Flamin' Groovies

Step Up - AIM 1991

Tracks: 1. She's Got a Hold on Me / 2. Step Up / 3. Way Over My Head / 4. Thanks John / 5. Little Girl / 6. Ninteen Eighty Four / 7. Searching / 8. Give It Away / 9. I'm Only What You Want Me to Be / 10. Way Down Under / 11. Land of the Few / 12. Milkcow Blues / 13. Can't Stay Away From You


The Flamin’ Groovies’ rather overlooked 1991 album "Step Up" came as a natural extension of their albums from 1970’s and the previous 1987 album "One Night Stand". There is still great emphasis on the good melodic rock song, inspired by the guitar sound of the Rolling Stones and the harmonics of the Beatles.

The album was recorded during a five year period, due to the unwillingness of larger record companies to release music that might be considered unfashionable and commercially unattractive.

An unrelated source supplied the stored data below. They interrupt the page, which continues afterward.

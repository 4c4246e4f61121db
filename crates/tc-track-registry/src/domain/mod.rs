//! # Domain Layer
//!
//! Pure business logic for the track catalog: value objects, entities, and
//! the validation and authorization predicates that gate every mutation.

pub mod authorization;
pub mod entities;
pub mod validation;
pub mod value_objects;
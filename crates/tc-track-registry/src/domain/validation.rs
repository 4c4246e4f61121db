//! # Validation Layer
//!
//! Pure field-constraint predicates, applied before any mutation that
//! accepts user-supplied text or length fields. These functions never
//! consult stored state and have no side effects.
//!
//! All text bounds are byte lengths with an exclusive upper bound:
//! `0 < len(field) < upper`.

// =============================================================================
// FIELD LIMIT CONSTANTS
// =============================================================================

/// Field bounds for track records.
pub mod limits {
    /// Maximum track name length in bytes.
    pub const MAX_NAME_BYTES: usize = 64;

    /// Maximum performer length in bytes.
    pub const MAX_PERFORMER_BYTES: usize = 32;

    /// Maximum category length in bytes.
    pub const MAX_CATEGORY_BYTES: usize = 32;

    /// Maximum length of a single label in bytes.
    pub const MAX_LABEL_BYTES: usize = 24;

    /// Maximum number of labels per track.
    pub const MAX_LABELS: usize = 8;

    /// Exclusive upper bound on track length in seconds (max valid is 9999).
    pub const TRACK_LENGTH_LIMIT: u64 = 10_000;
}

// =============================================================================
// PREDICATES
// =============================================================================

/// Checks a text field against `0 < byte_len <= max`.
fn check_text(field: &str, max: usize) -> bool {
    !field.is_empty() && field.len() <= max
}

/// Checks a track name (1-64 bytes).
#[must_use]
pub fn check_name(name: &str) -> bool {
    check_text(name, limits::MAX_NAME_BYTES)
}

/// Checks a performer (1-32 bytes).
#[must_use]
pub fn check_performer(performer: &str) -> bool {
    check_text(performer, limits::MAX_PERFORMER_BYTES)
}

/// Checks a category (1-32 bytes).
#[must_use]
pub fn check_category(category: &str) -> bool {
    check_text(category, limits::MAX_CATEGORY_BYTES)
}

/// Checks a track length in seconds (1-9999).
#[must_use]
pub fn check_length(length: u64) -> bool {
    length > 0 && length < limits::TRACK_LENGTH_LIMIT
}

/// Checks a label set: 1-8 elements, every element 1-24 bytes.
///
/// The set fails if any element fails, confirmed by comparing the count of
/// passing elements against the total count.
#[must_use]
pub fn check_labels(labels: &[String]) -> bool {
    if labels.is_empty() || labels.len() > limits::MAX_LABELS {
        return false;
    }
    let passing = labels
        .iter()
        .filter(|label| check_text(label, limits::MAX_LABEL_BYTES))
        .count();
    passing == labels.len()
}

// =============================================================================
// TESTS
// =============================================================================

Quite unfairly, for singer and guitarist Cyril Jordan, provides here a good handful of well-written rock songs, superbly delivered by a highly competent and experienced rock band. There is, like on its predecessor ”One Night Stand”, a significant 1980s sound, especially on the drums, which at first may come out a bit annoying, but the songs are generally so good that they compensate for this – in fact this is a problem that a lot of 1980s albums suffer from..

The single from 1986, "Way Over My Head" is one of the earliest recordings on the album and also one of the most catchy tracks on "Step Up". The song was Jordan-written along with Chris Wilson, who unfortunately is not featured on this album. Wilson later rejoined as a permanent member along with original members Cyril Jordan and George Alexander.

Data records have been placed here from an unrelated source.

//! # Track Catalog Store
//!
//! The owned store object holding both persistent tables and the identifier
//! counter, plus the full public operation surface. Created once at ledger
//! genesis and mutated only through the operations below; the host execution
//! environment serializes calls and supplies per-call atomicity.
//!
//! Every mutating operation runs all of its validation and authorization
//! checks before touching either table, so a failed operation leaves zero
//! partial state behind.

use crate::domain::authorization;
use crate::domain::entities::{CallContext, GrantKey, TrackRecord};
use crate::domain::validation;
use crate::domain::value_objects::{ListenerId, TrackId};
use crate::errors::RegistryError;

use std::collections::HashMap;
use tracing::{debug, info, warn};

// =============================================================================
// TRACK CATALOG
// =============================================================================

/// Music-track registry plus per-listener access rights.
///
/// ## Invariants
/// - `track_counter` is monotonically non-decreasing; its post-increment
///   value becomes each new track's identifier, so identifiers start at 1
///   and are never reused even after deletion
/// - a stored record always has non-empty name/performer/category/labels
/// - deleting a track removes only the deleting caller's own grant; other
///   listeners' grants for that track are left in place
#[derive(Debug, Default)]
pub struct TrackCatalog {
    /// Track records, keyed by identifier.
    tracks: HashMap<TrackId, TrackRecord>,
    /// Access grants, keyed by (track, listener).
    grants: HashMap<GrantKey, bool>,
    /// Monotonic registration counter; starts at 0.
    track_counter: u64,
}

impl TrackCatalog {
    /// Creates an empty catalog at ledger genesis.
    #[must_use]
    pub fn new() -> Self {
        Self::default()
    }

    // =========================================================================
    // GUARD HELPERS
    // =========================================================================

    /// Fetches a record, mapping absence to `NotFound`.
    fn track(&self, track_id: TrackId) -> Result<&TrackRecord, RegistryError> {
        self.tracks.get(&track_id).ok_or(RegistryError::NotFound)
    }

    /// Existence then ownership, in that order, so the caller always sees
    /// the correct distinct error kind.
    fn ensure_owner(&self, track_id: TrackId, caller: ListenerId) -> Result<(), RegistryError> {
        let record = self.tracks.get(&track_id);
        if record.is_none() {
            return Err(RegistryError::NotFound);
        }
        if !authorization::is_owner(record, caller) {
            warn!(track = %track_id, %caller, "caller is not the track owner");
            return Err(RegistryError::NoPermission);
        }
        Ok(())
    }

    /// Rewrites `creator` on an existing record.
    fn apply_transfer(
        &mut self,
        track_id: TrackId,
        new_creator: ListenerId,
    ) -> Result<(), RegistryError> {
        let record = self
            .tracks
            .get_mut(&track_id)
            .ok_or(RegistryError::NotFound)?;
        record.creator = new_creator;
        info!(track = %track_id, new_owner = %new_creator, "track ownership transferred");
        Ok(())
    }

    // =========================================================================
    // MUTATIONS
    // =========================================================================

    /// Registers a new track owned by the caller.
    ///
    /// All five field validations run before any write; the first failing
    /// check short-circuits with no partial state change. On success the
    /// record insert, the caller's self-grant, and the counter increment
    /// commit together, and the new identifier is returned.
    pub fn register_track(
        &mut self,
        ctx: &CallContext,
        name: &str,
        performer: &str,
        length: u64,
        category: &str,
        labels: Vec<String>,
    ) -> Result<TrackId, RegistryError> {
        if !validation::check_name(name) {
            return Err(RegistryError::InvalidName);
        }
        if !validation::check_performer(performer) {
            return Err(RegistryError::InvalidPerformer);
        }
        if !validation::check_length(length) {
            return Err(RegistryError::InvalidLength);
        }
        if !validation::check_category(category) {
            return Err(RegistryError::InvalidCategory);
        }
        if !validation::check_labels(&labels) {
            return Err(RegistryError::InvalidLabels);
        }

        let track_id = TrackId::new(self.track_counter + 1);
        let record = TrackRecord {
            name: name.to_owned(),
            performer: performer.to_owned(),
            creator: ctx.caller,
            length,
            added_at: ctx.ledger_height,
            category: category.to_owned(),
            labels,
        };

        self.tracks.insert(track_id, record);
        self.grants.insert((track_id, ctx.caller), true);
        self.track_counter = track_id.value();

        debug!(
            track = %track_id,
            caller = %ctx.caller,
            height = ctx.ledger_height,
            "track registered"
        );
        Ok(track_id)
    }

    /// Replaces name, length, category, and labels on an owned track.
    ///
    /// `creator` and `added_at` are left untouched; the performer is not
    /// updatable by design. Re-runs the same field validations as
    /// registration after the existence and ownership checks.
    pub fn modify_track_info(
        &mut self,
        ctx: &CallContext,
        track_id: TrackId,
        new_name: &str,
        new_length: u64,
        new_category: &str,
        new_labels: Vec<String>,
    ) -> Result<(), RegistryError> {
        self.ensure_owner(track_id, ctx.caller)?;

        if !validation::check_name(new_name) {
            return Err(RegistryError::InvalidName);
        }
        if !validation::check_length(new_length) {
            return Err(RegistryError::InvalidLength);
        }
        if !validation::check_category(new_category) {
            return Err(RegistryError::InvalidCategory);
        }
        if !validation::check_labels(&new_labels) {
            return Err(RegistryError::InvalidLabels);
        }

        let record = self
            .tracks
            .get_mut(&track_id)
            .ok_or(RegistryError::NotFound)?;
        record.name = new_name.to_owned();
        record.length = new_length;
        record.category = new_category.to_owned();
        record.labels = new_labels;

        debug!(track = %track_id, caller = %ctx.caller, "track metadata updated");
        Ok(())
    }

    /// Transfers ownership of an owned track unconditionally.
    ///
    /// Does not create or check any grant for the new owner.
    pub fn change_track_owner(
        &mut self,
        ctx: &CallContext,
        track_id: TrackId,
        new_creator: ListenerId,
    ) -> Result<(), RegistryError> {
        self.ensure_owner(track_id, ctx.caller)?;
        self.apply_transfer(track_id, new_creator)
    }

    /// Transfers ownership, requiring the new owner to already hold a
    /// `can_access = true` grant for the track.
    ///
    /// A missing or false grant fails with `AccessForbidden`; the transfer
    /// itself is then identical to [`Self::change_track_owner`].
    pub fn change_owner_with_access_check(
        &mut self,
        ctx: &CallContext,
        track_id: TrackId,
        new_creator: ListenerId,
    ) -> Result<(), RegistryError> {
        self.ensure_owner(track_id, ctx.caller)?;
        if self.grants.get(&(track_id, new_creator)).copied() != Some(true) {
            warn!(
                track = %track_id,
                target = %new_creator,
                "guarded transfer target holds no access grant"
            );
            return Err(RegistryError::AccessForbidden);
        }
        self.apply_transfer(track_id, new_creator)
    }

    /// Deletes an owned track.
    ///
    /// Removes the record and only the `(track, caller)` grant; any other
    /// listener's grant for the track is left dangling. The identifier is
    /// never reused.
    pub fn delete_track(
        &mut self,
        ctx: &CallContext,
        track_id: TrackId,
    ) -> Result<(), RegistryError> {
        self.ensure_owner(track_id, ctx.caller)?;
        self.tracks.remove(&track_id);
        self.grants.remove(&(track_id, ctx.caller));
        info!(track = %track_id, caller = %ctx.caller, "track deleted");
        Ok(())
    }

    // =========================================================================
    // QUERIES
    // =========================================================================

    /// Returns a full copy of the track record.
    pub fn get_track_info(&self, track_id: TrackId) -> Result<TrackRecord, RegistryError> {
        self.track(track_id).cloned()
    }

    /// Returns the track name.
    pub fn lookup_track_name(&self, track_id: TrackId) -> Result<String, RegistryError> {
        Ok(self.track(track_id)?.name.clone())
    }

    /// Returns the performer.
    pub fn lookup_track_performer(&self, track_id: TrackId) -> Result<String, RegistryError> {
        Ok(self.track(track_id)?.performer.clone())
    }

    /// Returns the category.
    pub fn lookup_track_category(&self, track_id: TrackId) -> Result<String, RegistryError> {
        Ok(self.track(track_id)?.category.clone())
    }

    /// Returns the label set.
    pub fn lookup_track_labels(&self, track_id: TrackId) -> Result<Vec<String>, RegistryError> {
        Ok(self.track(track_id)?.labels.clone())
    }

    /// Alias for [`Self::lookup_track_labels`].
    pub fn get_all_track_labels(&self, track_id: TrackId) -> Result<Vec<String>, RegistryError> {
        self.lookup_track_labels(track_id)
    }

    /// Alias for [`Self::lookup_track_labels`].
    pub fn get_track_metadata(&self, track_id: TrackId) -> Result<Vec<String>, RegistryError> {
        self.lookup_track_labels(track_id)
    }

    /// Returns the track length in seconds.
    pub fn lookup_track_length(&self, track_id: TrackId) -> Result<u64, RegistryError> {
        Ok(self.track(track_id)?.length)
    }

    /// Returns the track length, restricted to the current owner.
    pub fn get_creator_only_track_length(
        &self,
        ctx: &CallContext,
        track_id: TrackId,
    ) -> Result<u64, RegistryError> {
        self.ensure_owner(track_id, ctx.caller)?;
        self.lookup_track_length(track_id)
    }

    /// Returns the current owner.
    pub fn lookup_track_creator(&self, track_id: TrackId) -> Result<ListenerId, RegistryError> {
        Ok(self.track(track_id)?.creator)
    }

    /// Returns the ledger height at which the track was registered.
    pub fn lookup_track_creation_block(&self, track_id: TrackId) -> Result<u64, RegistryError> {
        Ok(self.track(track_id)?.added_at)
    }

    /// Returns the registration counter: the count of all tracks ever
    /// registered, not the live record count.
    #[must_use]
    pub fn get_catalog_size(&self) -> u64 {
        self.track_counter
    }

    /// Returns true if a record currently exists for the identifier.
    #[must_use]
    pub fn is_track_in_catalog(&self, track_id: TrackId) -> bool {
        self.tracks.contains_key(&track_id)
    }

    /// Returns the stored grant boolean for the exact (track, listener) pair.
    ///
    /// Absence of the pair is `NotFound`, never an implicit false grant, and
    /// track existence is not consulted: a grant left behind by a deleted
    /// track still answers with its stored value.
    pub fn check_listener_access(
        &self,
        track_id: TrackId,
        listener: ListenerId,
    ) -> Result<bool, RegistryError> {
        self.grants
            .get(&(track_id, listener))
            .copied()
            .ok_or(RegistryError::NotFound)
    }

    /// Alias for [`Self::check_listener_access`].
    pub fn verify_listener_access(
        &self,
        track_id: TrackId,
        listener: ListenerId,
    ) -> Result<bool, RegistryError> {
        self.check_listener_access(track_id, listener)
    }
}

// =============================================================================
// TESTS
// =============================================================================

Other fine rock songs, with strong roots in the 1960s, include "She's Got a Hold on Me," "Step Up," "I'm Only What You Want me to Be" and "Can not Stay Away From You" - all written by Cyril Jordan.

As a small tribute to the group's former producer, Dave Edmunds, perhaps their cover version of "Land of the Few" was thought. The song dates back to Edmunds’ time in Love Sculpture. It is fact, a somewhat atypical song choice for the group, being a typical 1968 pcychedelia thing. More logical is their inclusion of the old "Milk Cow Blues", which for many years has been a live favorite.

The Flamin 'Groovies is hardly a group to recurrence on either headlines or the charts, but if you’re in for back to basics rock and roll, you are not likely to find it better than with them.